I'm working in the context of asyncio (aiohttp) and so you're post was most helpful.

I believe I have your code working on the aiohttp server side. I can get openssl s_client to have failure/success depending on the chosen PSK, but it isn't helpful to actually make HTTP requests. Unfortunately, curl and wget on the cli don't offer any PSK options.

So I started working with your code on an aiohttp client side to verify. But I'm running into an error

    return await self._loop.create_connection(*args, **kwargs)  # type: ignore[return-value]  # noqa
  File "/usr/lib/python3.8/asyncio/base_events.py", line 1050, in create_connection
    transport, protocol = await self._create_connection_transport(
  File "/usr/lib/python3.8/asyncio/base_events.py", line 1080, in _create_connection_transport
    await waiter
  File "/usr/lib/python3.8/asyncio/sslproto.py", line 529, in data_received
    ssldata, appdata = self._sslpipe.feed_ssldata(data)
  File "/usr/lib/python3.8/asyncio/sslproto.py", line 189, in feed_ssldata
    self._sslobj.do_handshake()
  File "tc.py", line 59, in do_handshake
    super().do_handshake(*args, **kwargs)
  File "/usr/lib/python3.8/ssl.py", line 944, in do_handshake
    self._sslobj.do_handshake()
ssl.SSLError: [SSL: ATTEMPT_TO_REUSE_SESSION_IN_DIFFERENT_CONTEXT] attempt to reuse session in different context (_ssl.c:1131)

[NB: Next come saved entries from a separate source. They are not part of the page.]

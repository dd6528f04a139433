//! What the region mapper needs from the rest of the kernel.

use core::fmt;
use kernel_memory_addresses::VirtualAddress;

/// Process identity.
#[repr(transparent)]
#[derive(Copy, Clone, Eq, PartialEq, Ord, PartialOrd, Hash)]
pub struct Pid(u32);

impl Pid {
    #[inline]
    #[must_use]
    pub const fn new(pid: u32) -> Self {
        Self(pid)
    }

    #[inline]
    #[must_use]
    pub const fn as_u32(self) -> u32 {
        self.0
    }
}

impl fmt::Display for Pid {
    fn fmt(&self, f: &mut fmt::Formatter<'_>) -> fmt::Result {
        write!(f, "pid {}", self.0)
    }
}

impl fmt::Debug for Pid {
    fn fmt(&self, f: &mut fmt::Formatter<'_>) -> fmt::Result {
        write!(f, "Pid({})", self.0)
    }
}

/// A user page that could not be read.
#[derive(Debug, Copy, Clone, Eq, PartialEq, thiserror::Error)]
#[error("no mapping at {va}")]
pub struct Fault {
    pub va: VirtualAddress,
}

/// The calling process's page table and mapping cursor.
pub trait AddressSpace {
    fn pid(&self) -> Pid;

    /// Lowest address handed to a file mapping so far; new mappings go
    /// directly below it.
    fn mmap_top(&self) -> VirtualAddress;

    fn set_mmap_top(&mut self, top: VirtualAddress);

    /// Whether the page containing `va` is backed by a frame.
    fn is_mapped(&self, va: VirtualAddress) -> bool;

    /// Copies user memory starting at `va` into `buf`.
    ///
    /// # Errors
    /// [`Fault`] if any byte is not mapped.
    fn copy_in(&self, va: VirtualAddress, buf: &mut [u8]) -> Result<(), Fault>;

    /// Removes the page-table entries of every backed page in
    /// `[va, va + len)` and releases their frames. Unbacked pages in the
    /// range are skipped.
    fn unmap_and_release(&mut self, va: VirtualAddress, len: u64);
}

#[derive(Debug, Copy, Clone, Eq, PartialEq, thiserror::Error)]
pub enum FileError {
    #[error("i/o error")]
    Io,
    #[error("no space left on device")]
    NoSpace,
    #[error("file not open for writing")]
    ReadOnly,
}

/// An open file that can back a mapping.
pub trait BackingFile {
    fn is_readable(&self) -> bool;

    fn is_writable(&self) -> bool;

    /// Opens a file-system transaction.
    fn begin_op(&self);

    /// Closes the transaction opened by the matching [`begin_op`](Self::begin_op).
    fn end_op(&self);

    /// Writes `data` at byte `offset`. Must be called inside a transaction
    /// and with at most [`MAX_WRITE_CHUNK`](kernel_info::fs::MAX_WRITE_CHUNK)
    /// bytes.
    ///
    /// # Errors
    /// Any [`FileError`]; a short count is not an error here.
    fn write_at(&self, offset: u64, data: &[u8]) -> Result<usize, FileError>;
}

/// `begin_op`/`end_op` bracket.
pub(crate) struct Transaction<'a, F: BackingFile + ?Sized>(&'a F);

impl<'a, F: BackingFile + ?Sized> Transaction<'a, F> {
    pub(crate) fn begin(file: &'a F) -> Self {
        file.begin_op();
        Self(file)
    }
}

impl<F: BackingFile + ?Sized> Drop for Transaction<'_, F> {
    fn drop(&mut self) {
        self.0.end_op();
    }
}
use axum::{
    Json,
    extract::{Path, State},
    response::IntoResponse,
};
use payrail_sdk::objects::DeliveryAttemptResponse;
use uuid::Uuid;

use super::ApiError;
use crate::state::AppState;

/// `POST /webhooks/attempts/{attempt_id}/redeliver`
///
/// Queues a new attempt with the same body and returns it. The original
/// attempt must be delivered or failed; it is left untouched.
pub async fn redeliver_attempt(
    State(state): State<AppState>,
    Path(attempt_id): Path<Uuid>,
) -> Result<impl IntoResponse, ApiError> {
    let attempt = state.deliveries.redeliver(attempt_id).await?;
    Ok(Json(DeliveryAttemptResponse::from(&attempt)))
}
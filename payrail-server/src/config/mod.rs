//! Configuration module for payrail-server.
//!
//! Handles loading configuration from the TOML file, CLI arguments and
//! environment variables, and converting it into the engine's runtime types.

pub mod file;
pub mod runtime;

use crate::config::file::{DevConfig, FileConfig};
use payrail_core::config::{
    DispatcherConfig, GatewayConfig, RiskPolicy, ServerConfig, WorkerConfig,
};
use rust_decimal::Decimal;
use std::net::SocketAddr;
use std::path::{Path, PathBuf};
use thiserror::Error;

/// Errors that can occur during configuration loading.
#[derive(Debug, Error)]
pub enum ConfigError {
    #[error("failed to read config file: {0}")]
    IoError(#[from] std::io::Error),

    #[error("failed to parse config file: {0}")]
    ParseError(#[from] toml::de::Error),

    #[error("validation error: {0}")]
    ValidationError(String),

    #[error("DATABASE_URL environment variable not set")]
    MissingDatabaseUrl,
}

/// Loaded configuration result containing all parts.
#[derive(Debug, Clone)]
pub struct LoadedConfig {
    pub server: ServerConfig,
    pub gateway: GatewayConfig,
    pub risk: RiskPolicy,
    pub dispatcher: DispatcherConfig,
    pub worker: WorkerConfig,
    pub dev: DevConfig,
}

/// Configuration loader that handles the complete loading process.
pub struct ConfigLoader {
    config_path: PathBuf,
    listen_override: Option<SocketAddr>,
}

impl ConfigLoader {
    pub fn new(config_path: impl AsRef<Path>, listen_override: Option<SocketAddr>) -> Self {
        Self {
            config_path: config_path.as_ref().to_path_buf(),
            listen_override,
        }
    }

    /// Read the TOML file, apply CLI overrides and validate.
    pub fn load(&self) -> Result<LoadedConfig, ConfigError> {
        let config_content = std::fs::read_to_string(&self.config_path)?;
        let mut file_config: FileConfig = toml::from_str(&config_content)?;

        if let Some(listen) = self.listen_override {
            file_config.server.listen = listen;
        }

        validate(&file_config)?;

        Ok(LoadedConfig {
            server: file_config.server.to_runtime(),
            gateway: file_config.gateway.to_runtime(),
            risk: file_config.risk.to_policy(),
            dispatcher: file_config.webhooks.to_runtime(),
            worker: file_config.worker.to_runtime(),
            dev: file_config.dev,
        })
    }

    /// Reload the configuration (used during SIGHUP).
    ///
    /// Only the risk policy is applied live; the other sections take
    /// effect on restart.
    pub fn reload(&self) -> Result<LoadedConfig, ConfigError> {
        self.load()
    }
}

fn validate(config: &FileConfig) -> Result<(), ConfigError> {
    let risk = &config.risk;
    if risk.block_above > 100 || risk.fallback_score > 100 {
        return Err(ConfigError::ValidationError(
            "risk scores must be within 0..=100".to_owned(),
        ));
    }
    if risk.review_above > risk.block_above {
        return Err(ConfigError::ValidationError(format!(
            "risk.review_above ({}) must not exceed risk.block_above ({})",
            risk.review_above, risk.block_above
        )));
    }
    if risk.off_hours.start_hour > 23 || risk.off_hours.end_hour > 24 {
        return Err(ConfigError::ValidationError(
            "risk.off_hours hours must be UTC hours".to_owned(),
        ));
    }
    if risk.max_factor_share.is_sign_negative() || risk.max_factor_share > Decimal::ONE {
        return Err(ConfigError::ValidationError(
            "risk.max_factor_share must be within 0..=1".to_owned(),
        ));
    }

    let retry = &config.gateway.retry;
    if retry.max_attempts == 0 {
        return Err(ConfigError::ValidationError(
            "gateway.retry.max_attempts must be at least 1".to_owned(),
        ));
    }
    if retry.multiplier.is_nan() || retry.multiplier < 1.0 {
        return Err(ConfigError::ValidationError(
            "gateway.retry.multiplier must be at least 1.0".to_owned(),
        ));
    }
    if config.gateway.circuit_breaker.failure_threshold == 0 {
        return Err(ConfigError::ValidationError(
            "gateway.circuit_breaker.failure_threshold must be at least 1".to_owned(),
        ));
    }
    if config.gateway.call_timeout_ms == 0 {
        return Err(ConfigError::ValidationError(
            "gateway.call_timeout_ms must be positive".to_owned(),
        ));
    }

    let webhooks = &config.webhooks;
    if webhooks.batch_size == 0 || webhooks.concurrency == 0 || webhooks.backoff_base == 0 {
        return Err(ConfigError::ValidationError(
            "webhooks.batch_size, concurrency and backoff_base must be positive".to_owned(),
        ));
    }
    if webhooks.poll_interval_ms == 0 {
        return Err(ConfigError::ValidationError(
            "webhooks.poll_interval_ms must be positive".to_owned(),
        ));
    }

    if config.worker.max_concurrency == 0 {
        return Err(ConfigError::ValidationError(
            "worker.max_concurrency must be at least 1".to_owned(),
        ));
    }
    if config.worker.stale_processing_secs == 0 {
        return Err(ConfigError::ValidationError(
            "worker.stale_processing_secs must be positive".to_owned(),
        ));
    }

    for subscription in &config.dev.subscriptions {
        if subscription.events.is_empty() {
            return Err(ConfigError::ValidationError(format!(
                "subscription for {} has no events",
                subscription.url
            )));
        }
    }
    Ok(())
}

/// Get the database URL from the environment.
pub fn get_database_url() -> Result<String, ConfigError> {
    std::env::var("DATABASE_URL").map_err(|_| ConfigError::MissingDatabaseUrl)
}

#[cfg(test)]
mod tests {
    use super::*;

    fn parse(extra: &str) -> FileConfig {
        let toml_str = format!("[gateway]\nbase_url = \"http://127.0.0.1:9090/\"\n{extra}");
        toml::from_str(&toml_str).unwrap()
    }

    #[test]
    fn test_defaults_are_valid() {
        assert!(validate(&parse("")).is_ok());
    }

    #[test]
    fn test_example_config_is_valid() {
        let config: FileConfig =
            toml::from_str(include_str!("../../../payrail.example.toml")).unwrap();
        assert!(validate(&config).is_ok());
        assert_eq!(config.risk.to_policy(), RiskPolicy::default());
        assert_eq!(config.dev.subscriptions[0].events.len(), 4);
    }

    #[test]
    fn test_review_above_block_is_rejected() {
        let config = parse("[risk]\nblock_above = 50\nreview_above = 70\n");
        assert!(matches!(
            validate(&config),
            Err(ConfigError::ValidationError(_))
        ));
    }

    #[test]
    fn test_zero_retry_attempts_is_rejected() {
        let config = parse("[gateway.retry]\nmax_attempts = 0\n");
        assert!(validate(&config).is_err());
    }

    #[test]
    fn test_zero_worker_concurrency_is_rejected() {
        let config = parse("[worker]\nmax_concurrency = 0\n");
        assert!(validate(&config).is_err());
    }

    #[test]
    fn test_zero_stale_threshold_is_rejected() {
        let config = parse("[worker]\nstale_processing_secs = 0\n");
        assert!(validate(&config).is_err());
    }

    #[test]
    fn test_loader_applies_listen_override() {
        let dir = std::env::temp_dir().join(format!("payrail-config-{}", uuid::Uuid::new_v4()));
        std::fs::create_dir_all(&dir).unwrap();
        let path = dir.join("payrail.toml");
        std::fs::write(
            &path,
            "[server]\nlisten = \"127.0.0.1:3000\"\n\n[gateway]\nbase_url = \"http://127.0.0.1:9090/\"\n\n[risk]\nblock_above = 70\n",
        )
        .unwrap();

        let override_addr: SocketAddr = "127.0.0.1:4000".parse().unwrap();
        let loaded = ConfigLoader::new(&path, Some(override_addr)).load().unwrap();
        assert_eq!(loaded.server.listen, override_addr);
        assert_eq!(loaded.risk.block_above, 70);

        std::fs::remove_dir_all(&dir).unwrap();
    }

    #[test]
    fn test_loader_reports_missing_file() {
        let loader = ConfigLoader::new("/nonexistent/payrail.toml", None);
        assert!(matches!(loader.load(), Err(ConfigError::IoError(_))));
    }
}
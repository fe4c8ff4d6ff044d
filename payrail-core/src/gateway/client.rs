use super::{
    CircuitBreaker, GatewayCallError, GatewayUnavailable, RetryPolicy, SettlementGateway,
};
use crate::entities::payment::Payment;
use rust_decimal::Decimal;
use std::future::Future;
use std::sync::Arc;
use std::time::Duration;
use tracing::{debug, warn};

#[derive(Debug, Clone, Copy, PartialEq, Eq)]
pub enum GatewayOperation {
    Charge,
    Refund,
}

impl GatewayOperation {
    fn as_str(self) -> &'static str {
        match self {
            GatewayOperation::Charge => "charge",
            GatewayOperation::Refund => "refund",
        }
    }
}

/// Retry, breaker and timeout discipline around the settlement gateway.
#[derive(Clone)]
pub struct GatewayClient {
    gateway: Arc<dyn SettlementGateway>,
    retry: RetryPolicy,
    breaker: Arc<CircuitBreaker>,
    call_timeout: Duration,
}

impl GatewayClient {
    pub fn new(
        gateway: Arc<dyn SettlementGateway>,
        retry: RetryPolicy,
        breaker: Arc<CircuitBreaker>,
        call_timeout: Duration,
    ) -> Self {
        Self {
            gateway,
            retry,
            breaker,
            call_timeout,
        }
    }

    pub fn breaker(&self) -> &CircuitBreaker {
        &self.breaker
    }

    pub async fn charge(&self, payment: &Payment) -> Result<bool, GatewayUnavailable> {
        self.call(GatewayOperation::Charge, &payment.reference, || {
            self.gateway.charge(payment)
        })
        .await
    }

    pub async fn refund(&self, payment: &Payment, amount: Decimal) -> Result<bool, GatewayUnavailable> {
        self.call(GatewayOperation::Refund, &payment.reference, || {
            self.gateway.refund(payment, amount)
        })
        .await
    }

    async fn call<F, Fut>(
        &self,
        operation: GatewayOperation,
        reference: &str,
        f: F,
    ) -> Result<bool, GatewayUnavailable>
    where
        F: Fn() -> Fut,
        Fut: Future<Output = Result<bool, GatewayCallError>>,
    {
        let mut attempt = 0;
        loop {
            attempt += 1;
            let Ok(permit) = self.breaker.try_acquire() else {
                warn!(
                    payment = %reference,
                    operation = operation.as_str(),
                    attempt,
                    "Gateway call rejected by open circuit breaker"
                );
                return Err(GatewayUnavailable::CircuitOpen);
            };

            let result = match tokio::time::timeout(self.call_timeout, f()).await {
                Ok(result) => result,
                Err(_) => Err(GatewayCallError::Timeout(self.call_timeout)),
            };

            match result {
                Ok(answer) => {
                    permit.succeeded();
                    debug!(
                        payment = %reference,
                        operation = operation.as_str(),
                        attempt,
                        approved = answer,
                        "Gateway answered"
                    );
                    return Ok(answer);
                }
                Err(error) => {
                    permit.failed();
                    if !self.retry.should_retry(attempt) {
                        warn!(
                            payment = %reference,
                            operation = operation.as_str(),
                            attempt,
                            error = %error,
                            "Gateway call failed, giving up"
                        );
                        return Err(GatewayUnavailable::RetriesExhausted {
                            attempts: attempt,
                            last_error: error,
                        });
                    }
                    let backoff = self.retry.backoff_after(attempt);
                    warn!(
                        payment = %reference,
                        operation = operation.as_str(),
                        attempt,
                        error = %error,
                        backoff = ?backoff,
                        "Gateway call failed, retrying"
                    );
                    tokio::time::sleep(backoff).await;
                }
            }
        }
    }
}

This is an error from openssl itself. Something is getting confused I guess and it's thinking I'm trying to resume a session (which a similar operation but not what I'm doing).
I'm simply supplying your subclass of SSLContext to aiohttp.get() which is generally how to customize the ssl context. This could be a problem with how aiohttp is working. But I was wondering if you've run into a similar error.

Thanks (sorry for not-the-best-means of communicating, but I wasn't sure how else to ask).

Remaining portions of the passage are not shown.